Recently, a Japanese study reported, in a series of 416 GC, that CONUT score was retained as an independent prognostic marker in pStage I-II, but not in pStage III GC patients. It should be noted that, in this study, most of patients were early GC and only 14.4% patients were classified as pStage III [18]. As we all know, GC in Japan is often detected at an early stage and has less aggressive clinicopathological features and better prognosis than those from China [26]. Furthermore, under the Japanese social security system, there are fewer problems of cancer-associated malnutrition and unaffordable medical care in Japan. Therefore, our study is needed to further validate the prognostic value of CONUT score in China.

In fact, our conclusions are supported by other studies. Iseki Y et al. reported that the CONUT score was a strong independent predictor of outcomes among colorectal cancer patients and it more accurately predicted prognosis in those patients than the PNI [27]. The PNI, as a promising immune-nutritional index, has previously been reported in many malignancies, including GC. In our study, we also observed that, CONUT score was able to detect more patients who would have a poor survival but not be identified by PNI. As shown in Table 2, we found that 137 patients (22.2%) belonged to the low PNI group and the high CONUT group. Of note, in the low PNI group, CONUT score still effectively stratified CSS. Therefore, in the context of stage II-III GC, the CONUT score might exert more potent prognostic effect than did the PNI. This is partly attributed to the fact that there is greater emphasis placed on the total lymphocyte count in the CONUT score. Furthermore, total cholesterol concentration which is not evaluated in the PNI may play an important role as part of the CONUT score composite measure. Therefore, we speculated that the CONUT score might be a more comprehensive and superior predictor to identify nutritional risk than the PNI in GC. Maehara et al. enrolled 109 patients with lung cancer with obstructive pulmonary disease and found the CONUT score was an independent predictor of disease-free and overall survival [28]. Likewise, Maehara et al. evaluated and reported the prognostic value of CONUT score in 357 patients with hepatocellular carcinoma. They found that CONUT score was independently associated with overall survival, but not recurrence-free survival, in hepatocellular carcinoma patients undergoing curative resection [29].

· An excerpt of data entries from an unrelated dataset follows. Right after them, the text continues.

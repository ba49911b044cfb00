//! Logging initialization for the host binary.

use tracing::{debug, trace};

pub fn log_level(verbose: u8) -> &'static str {
    match verbose {
        0 => "info",
        1 => "debug",
        _ => "trace",
    }
}

/// Diagnostics go to stderr so stdout stays free for command output.
pub fn init_logging(verbose: u8) {
    let filter = std::env::var("RUST_LOG").unwrap_or_else(|_| log_level(verbose).to_string());

    tracing_subscriber::fmt()
        .with_env_filter(filter)
        .with_writer(std::io::stderr)
        .with_target(verbose >= 2) // Show target module for -vv and above
        .with_line_number(verbose >= 3) // Show line numbers for -vvv
        .init();

    debug!("typetrial started with verbosity level: {}", verbose);
    trace!("Full CLI args: {:?}", std::env::args().collect::<Vec<_>>());
}
use crate::modality::Modality;
use tracing::info;

pub const STANDBY_NOTICE: &str =
    "Round complete! Please ask the experimenter for the next instructions to continue.";

/// Host scene the controller drives: channels, target text, typed field.
///
/// Rendering, glove haptics, audio and camera switching live behind this.
pub trait Stage {
    fn apply_modality(&mut self, modality: Modality);
    fn show_target(&mut self, text: &str);
    fn show_standby(&mut self);
    fn show_idle(&mut self);
    fn clear_typed(&mut self);
}

/// Stage that only reports what it would show.
#[derive(Debug, Default, Clone, Copy)]
pub struct LogStage;

impl Stage for LogStage {
    fn apply_modality(&mut self, modality: Modality) {
        let ch = modality.channels();
        info!(
            interactions = ch.interactions,
            audio = ch.audio,
            haptics = ch.haptics,
            no_vr = ch.no_vr,
            "modality applied: {modality}"
        );
    }

    fn show_target(&mut self, text: &str) {
        info!("Using text: {text}");
    }

    fn show_standby(&mut self) {
        info!("{STANDBY_NOTICE}");
    }

    fn show_idle(&mut self) {
        info!("Waiting for the next experiment");
    }

    fn clear_typed(&mut self) {}
}

impl<S: Stage + ?Sized> Stage for &mut S {
    fn apply_modality(&mut self, modality: Modality) {
        (**self).apply_modality(modality)
    }

    fn show_target(&mut self, text: &str) {
        (**self).show_target(text)
    }

    fn show_standby(&mut self) {
        (**self).show_standby()
    }

    fn show_idle(&mut self) {
        (**self).show_idle()
    }

    fn clear_typed(&mut self) {
        (**self).clear_typed()
    }
}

Based on our study, it is thought that the preoperative CONUT score may be useful in the stratification of risk and tailoring individualize treatments. In clinical practice, patients with high CONUT score should receive more effective adjuvant therapy and shorten the follow-up interval. Furthermore, considering the promising results of targeted nutritional intervention, patients with high CONUT score may benefit from preoperative nutritional intervention [30,31,32]. However, up to now, the optimum nutritional intervention for improving the cancer-associated malnutrition has yet to be established. With all this in mind, we suggest that preoperative nutritional support based on the CONUT score should be evaluated in prospective randomized controlled studies.

Some limitations associated with our study warrant mention. First, it was a retrospective single-center rather than multicenter study. Thus, there might be potential selection bias for the inclusion of patients. Second, we did not have information on postoperative CONUT score and surgical complications. Future studies are needed to further explore. Third, different nutritional support after surgery was inevitable, and this might have confounded our results.


The CONUT score is independently associated with CSS in patients undergoing curative surgery followed by adjuvant chemotherapy for stage II-III GC. As a convenient, objective and noninvasive marker, it may be useful for treatment decision-making and improving follow-up performance.